We are too abrasive together and not in a good way. Not in the way where we fight and we argue and then we see sense and then we make up. Not in the way where we are frenemies and hate each other but cling to each other because we know fundamentally that we are on the same side, heading the same way.
You poke and I flare and words fly and nothing gets resolved. There is too much anger and too much hurt. There is too much frustration. All on my side, I know. Because this is my fault and I am a horrible person. I am immature, I know. I cannot control the suspicions I have against you and I hold you at arms length because I do not trust you and I do not trust what you do or what you say. I find it difficult to work with you or to follow your lead because I do not see that you are leading. You are bullying. You turn every conversation towards you, even when you are supposed to be building us and edifying us. I do not see how you are growing us. Maybe it's my fault. I am already prejudiced against you.
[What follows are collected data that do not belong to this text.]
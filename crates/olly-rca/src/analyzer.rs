//! Root-cause analyzer
//!
//! Runs causal-effect estimation and chain-of-event analysis over one
//! context and merges them into a per-service score:
//!
//! `score = causal_weight * candidate confidence
//!        + chain_weight * chain strength (when the chain starts there)`
//!
//! The best score at or above the confidence threshold wins; otherwise the
//! outcome is inconclusive. The narrator only ever sees a finished result.

use crate::causal::{estimate, Buckets, CausalEstimate};
use crate::chain::{collect_events, primary_chain, ChainParams};
use crate::graph::ServiceGraph;
use crate::model::{CausalCandidate, CausalChain, RcaOutcome, RcaResult};
use crate::narrator::Narrator;
use olly_core::anomaly::AnomalyConfig;
use olly_core::config::RcaSettings;
use olly_core::context::CorrelatedContext;
use olly_core::metrics::SharedMetrics;
use std::collections::BTreeMap;
use std::sync::atomic::Ordering;
use std::sync::Arc;
use std::time::Duration;
use tracing::{debug, info, warn};

/// Stateless analyzer; every call works on one context
#[derive(Debug, Clone)]
pub struct RootCauseAnalyzer {
    settings: RcaSettings,
    anomaly: AnomalyConfig,
}

impl RootCauseAnalyzer {
    pub fn new(settings: RcaSettings, anomaly: AnomalyConfig) -> Self {
        Self { settings, anomaly }
    }

    pub fn settings(&self) -> &RcaSettings {
        &self.settings
    }

    pub fn analyze(&self, ctx: &CorrelatedContext) -> RcaOutcome {
        let graph = ServiceGraph::from_context(ctx);
        if graph.is_empty() {
            return inconclusive("context has no services", None, 0.0);
        }

        let buckets = Buckets::new(&ctx.time_range, self.settings.bucket_count);
        let causal = estimate(ctx, &graph, &buckets, &self.anomaly);

        let events = collect_events(ctx, &self.anomaly);
        let chain = primary_chain(&events, &graph, &ChainParams::from(&self.settings));

        if causal.candidates.is_empty() && chain.is_empty() {
            return inconclusive("no metric anomalies and no error events", None, 0.0);
        }

        let scores = self.score(&causal.candidates, &chain);
        let best = scores
            .iter()
            .max_by(|a, b| a.1.total_cmp(b.1))
            .map(|(service, score)| (service.clone(), *score));

        let Some((service, score)) = best else {
            return inconclusive("no candidate services", None, 0.0);
        };

        debug!(
            "RCA for {}: best {} at {:.3} ({} candidates, chain of {})",
            ctx.correlation_id,
            service,
            score,
            causal.candidates.len(),
            chain.events.len()
        );

        if score < self.settings.confidence_threshold {
            return inconclusive(
                &format!(
                    "best confidence {:.2} is below threshold {:.2}",
                    score, self.settings.confidence_threshold
                ),
                Some(service),
                score,
            );
        }

        let top_candidate = causal.candidates.iter().find(|c| c.service == service);
        let counterfactual = top_candidate.map(|c| counterfactual(&causal, c));

        RcaOutcome::Conclusive {
            result: RcaResult {
                correlation_id: ctx.correlation_id.clone(),
                root_cause_metric: top_candidate.map(|c| c.metric.clone()),
                root_cause_service: service,
                confidence: score.min(1.0),
                causal_chain: chain,
                counterfactual,
                candidates: causal.candidates,
                narrative: None,
            },
        }
    }

    /// Merge both analyses into one score per service
    fn score(&self, candidates: &[CausalCandidate], chain: &CausalChain) -> BTreeMap<String, f64> {
        let mut scores: BTreeMap<String, f64> = BTreeMap::new();

        // Candidates are sorted, so the first per service is its strongest
        for candidate in candidates {
            scores
                .entry(candidate.service.clone())
                .or_insert(self.settings.causal_weight * candidate.confidence);
        }

        if let Some(origin) = chain.origin_service() {
            *scores.entry(origin.to_string()).or_insert(0.0) += self.settings.chain_weight * chain.strength;
        }

        scores
    }
}

fn inconclusive(reason: &str, best_candidate: Option<String>, best_confidence: f64) -> RcaOutcome {
    RcaOutcome::Inconclusive {
        reason: reason.to_string(),
        best_candidate,
        best_confidence,
    }
}

fn counterfactual(causal: &CausalEstimate, candidate: &CausalCandidate) -> String {
    format!(
        "If {}'s {} had stayed within its normal baseline, the error rate would be approximately {:.1}% (observed {:.1}%)",
        candidate.service,
        candidate.metric,
        causal.counterfactual_rate(candidate) * 100.0,
        causal.observed_error_rate * 100.0
    )
}

/// Analyzer plus optional narrator, with self-metrics
pub struct RcaService {
    analyzer: RootCauseAnalyzer,
    narrator: Option<Arc<dyn Narrator>>,
    narrator_timeout: Duration,
    metrics: SharedMetrics,
}

impl RcaService {
    pub fn new(analyzer: RootCauseAnalyzer, metrics: SharedMetrics) -> Self {
        Self {
            analyzer,
            narrator: None,
            narrator_timeout: Duration::from_secs(3),
            metrics,
        }
    }

    pub fn with_narrator(mut self, narrator: Arc<dyn Narrator>, timeout: Duration) -> Self {
        self.narrator = Some(narrator);
        self.narrator_timeout = timeout;
        self
    }

    pub fn analyzer(&self) -> &RootCauseAnalyzer {
        &self.analyzer
    }

    /// Analyze, then ask the narrator for prose under its own timeout
    ///
    /// A narrator failure only omits `narrative`; the result is returned
    /// either way.
    pub async fn run(&self, ctx: &CorrelatedContext) -> RcaOutcome {
        self.metrics.analysis.runs.fetch_add(1, Ordering::Relaxed);
        let mut outcome = self.analyzer.analyze(ctx);

        match &mut outcome {
            RcaOutcome::Conclusive { result } => {
                self.metrics.analysis.conclusive.fetch_add(1, Ordering::Relaxed);
                info!(
                    "Root cause for {}: {} ({:.0}%)",
                    result.correlation_id,
                    result.root_cause_service,
                    result.confidence * 100.0
                );
                if let Some(narrator) = &self.narrator {
                    let narrative = self.narrate(narrator.as_ref(), result).await;
                    result.narrative = narrative;
                }
            }
            RcaOutcome::Inconclusive { reason, .. } => {
                self.metrics.analysis.inconclusive.fetch_add(1, Ordering::Relaxed);
                info!("Inconclusive analysis for {}: {}", ctx.correlation_id, reason);
            }
        }

        outcome
    }

    async fn narrate(&self, narrator: &dyn Narrator, result: &RcaResult) -> Option<String> {
        match tokio::time::timeout(self.narrator_timeout, narrator.explain(result)).await {
            Ok(Ok(text)) => {
                self.metrics.analysis.narrator_success.fetch_add(1, Ordering::Relaxed);
                Some(text)
            }
            Ok(Err(e)) => {
                self.metrics.analysis.narrator_failures.fetch_add(1, Ordering::Relaxed);
                warn!("Narrator {} failed: {}", narrator.name(), e);
                None
            }
            Err(_) => {
                self.metrics.analysis.narrator_failures.fetch_add(1, Ordering::Relaxed);
                warn!("Narrator {} timed out after {:?}", narrator.name(), self.narrator_timeout);
                None
            }
        }
    }
}

#[cfg(test)]
mod tests {
    use super::*;
    use crate::narrator::{NarratorError, StaticNarrator};
    use async_trait::async_trait;
    use chrono::{DateTime, Duration as ChronoDuration, TimeZone, Utc};
    use olly_core::metrics::create_metrics;
    use olly_core::telemetry::{LogRecord, MetricPoint, Severity, SpanRecord, SpanStatus};
    use olly_correlate::build_context;

    fn t(ms: i64) -> DateTime<Utc> {
        Utc.with_ymd_and_hms(2026, 1, 1, 0, 0, 0).unwrap() + ChronoDuration::milliseconds(ms)
    }

    fn span(service: &str, id: &str, parent: Option<&str>, start: i64, dur: f64, error: bool) -> SpanRecord {
        let mut s = SpanRecord::new(service, format!("{} call", service), t(start));
        s.trace_id = Some("trace-1".into());
        s.span_id = Some(id.into());
        s.parent_span_id = parent.map(String::from);
        s.duration_ms = dur;
        s.status = if error { SpanStatus::Error } else { SpanStatus::Ok };
        s
    }

    fn pool_wait(ms: i64, value: f64) -> MetricPoint {
        let mut p = MetricPoint::new("db", "db.pool.wait_ms", value, t(ms));
        p.baseline = Some(5.0);
        p
    }

    /// db pool saturates at t=200, then db, orders and gateway fail in turn
    fn incident_context() -> CorrelatedContext {
        let spans = vec![
            span("gateway", "g1", None, 0, 400.0, true),
            span("orders", "o1", Some("g1"), 205, 150.0, true),
            span("db", "d1", Some("o1"), 210, 100.0, true),
            span("gateway", "g2", None, 1000, 50.0, false),
            span("orders", "o2", Some("g2"), 1100, 20.0, false),
        ];
        let logs = vec![
            LogRecord::new("orders", Severity::Error, "could not reserve stock", t(330)),
            LogRecord::new("orders", Severity::Info, "recovered", t(1500)),
        ];
        let metrics = (0..=10)
            .map(|i| {
                let ms = i * 200;
                pool_wait(ms, if ms == 200 { 500.0 } else { 5.0 })
            })
            .collect();
        build_context("olly-k1-0badf00d", spans, logs, metrics, &AnomalyConfig::default())
    }

    fn clean_context() -> CorrelatedContext {
        let spans = vec![
            span("gateway", "g1", None, 0, 40.0, false),
            span("orders", "o1", Some("g1"), 5, 20.0, false),
        ];
        let logs = vec![LogRecord::new("orders", Severity::Info, "reserved", t(20))];
        let metrics = (0..=5).map(|i| pool_wait(i * 10, 5.0)).collect();
        build_context("olly-k2-0badf00d", spans, logs, metrics, &AnomalyConfig::default())
    }

    fn analyzer() -> RootCauseAnalyzer {
        RootCauseAnalyzer::new(RcaSettings::default(), AnomalyConfig::default())
    }

    #[test]
    fn test_injected_anomaly_selected() {
        let outcome = analyzer().analyze(&incident_context());
        let result = outcome.result().expect("analysis should be conclusive");

        assert_eq!(result.root_cause_service, "db");
        assert_eq!(result.root_cause_metric.as_deref(), Some("db.pool.wait_ms"));
        assert!(result.confidence >= RcaSettings::default().confidence_threshold);
        assert_eq!(result.causal_chain.origin_service(), Some("db"));
        assert!(result.causal_chain.events.len() >= 3);
        assert!(result
            .counterfactual
            .as_deref()
            .unwrap()
            .starts_with("If db's db.pool.wait_ms had stayed within its normal baseline"));
        assert!(result.narrative.is_none());
    }

    #[test]
    fn test_clean_context_inconclusive() {
        let outcome = analyzer().analyze(&clean_context());
        assert!(!outcome.is_conclusive());
    }

    #[test]
    fn test_errors_without_cause_stay_below_threshold() {
        // Error chain but no metric anomaly: the chain alone cannot reach 0.5
        let spans = vec![
            span("gateway", "g1", None, 0, 100.0, true),
            span("orders", "o1", Some("g1"), 10, 50.0, true),
        ];
        let ctx = build_context("flow", spans, Vec::new(), Vec::new(), &AnomalyConfig::default());
        match analyzer().analyze(&ctx) {
            RcaOutcome::Inconclusive {
                best_candidate,
                best_confidence,
                ..
            } => {
                assert_eq!(best_candidate.as_deref(), Some("orders"));
                assert!(best_confidence > 0.0 && best_confidence < 0.5);
            }
            other => panic!("expected inconclusive, got {:?}", other),
        }
    }

    struct SlowNarrator;

    #[async_trait]
    impl Narrator for SlowNarrator {
        fn name(&self) -> &str {
            "slow"
        }

        async fn explain(&self, _result: &RcaResult) -> Result<String, NarratorError> {
            tokio::time::sleep(Duration::from_secs(60)).await;
            Ok("too late".into())
        }
    }

    struct BrokenNarrator;

    #[async_trait]
    impl Narrator for BrokenNarrator {
        fn name(&self) -> &str {
            "broken"
        }

        async fn explain(&self, _result: &RcaResult) -> Result<String, NarratorError> {
            Err(NarratorError::EmptyResponse)
        }
    }

    #[tokio::test]
    async fn test_narrator_adds_prose() {
        let metrics = create_metrics();
        let service = RcaService::new(analyzer(), metrics.clone())
            .with_narrator(Arc::new(StaticNarrator::new("Pool saturation in db.")), Duration::from_secs(1));

        let outcome = service.run(&incident_context()).await;
        assert_eq!(outcome.result().unwrap().narrative.as_deref(), Some("Pool saturation in db."));
        assert_eq!(metrics.analysis.narrator_success.load(Ordering::Relaxed), 1);
        assert_eq!(metrics.analysis.conclusive.load(Ordering::Relaxed), 1);
    }

    #[tokio::test(start_paused = true)]
    async fn test_narrator_timeout_keeps_result() {
        let metrics = create_metrics();
        let service = RcaService::new(analyzer(), metrics.clone())
            .with_narrator(Arc::new(SlowNarrator), Duration::from_millis(3000));

        let plain = analyzer().analyze(&incident_context());
        let outcome = service.run(&incident_context()).await;
        assert_eq!(outcome, plain);
        assert_eq!(metrics.analysis.narrator_failures.load(Ordering::Relaxed), 1);
    }

    #[tokio::test]
    async fn test_narrator_error_keeps_result() {
        let metrics = create_metrics();
        let service =
            RcaService::new(analyzer(), metrics.clone()).with_narrator(Arc::new(BrokenNarrator), Duration::from_secs(1));

        let outcome = service.run(&incident_context()).await;
        assert!(outcome.is_conclusive());
        assert!(outcome.result().unwrap().narrative.is_none());
        assert_eq!(metrics.analysis.narrator_failures.load(Ordering::Relaxed), 1);
    }

    #[tokio::test]
    async fn test_inconclusive_skips_narrator() {
        let metrics = create_metrics();
        let service = RcaService::new(analyzer(), metrics.clone())
            .with_narrator(Arc::new(StaticNarrator::new("unused")), Duration::from_secs(1));

        let outcome = service.run(&clean_context()).await;
        assert!(!outcome.is_conclusive());
        assert_eq!(metrics.analysis.inconclusive.load(Ordering::Relaxed), 1);
        assert_eq!(metrics.analysis.narrator_success.load(Ordering::Relaxed), 0);
    }
}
You said God put you there.
I know I am not meant to do this.
So no matter how much you say you need me to take this up, I will not. I cannot. I will not push aside my calling again to serve yours. I will not misalign my focus for you. If this is a limb I need to cut off, I will.
I will bear this burden of irresponsibility if I must. I have said too much and overstepped my bounds and been deemed too harsh because I have cared too much and care, for me, equates to responsibility. This means protecting my people, not burdening them. To give them fair and equal voice, fair and equal choice, not to be summarily told what to do in that bullying way of yours. But I cannot hold so many threads together and I do not have the capacity to care so much, not if it includes you in the picture.
This is not my burden to carry. This is not my responsibility to shoulder.
I need to remove myself from this toxic situation, so this is where it ends.
Or rather, this is where it does not begin.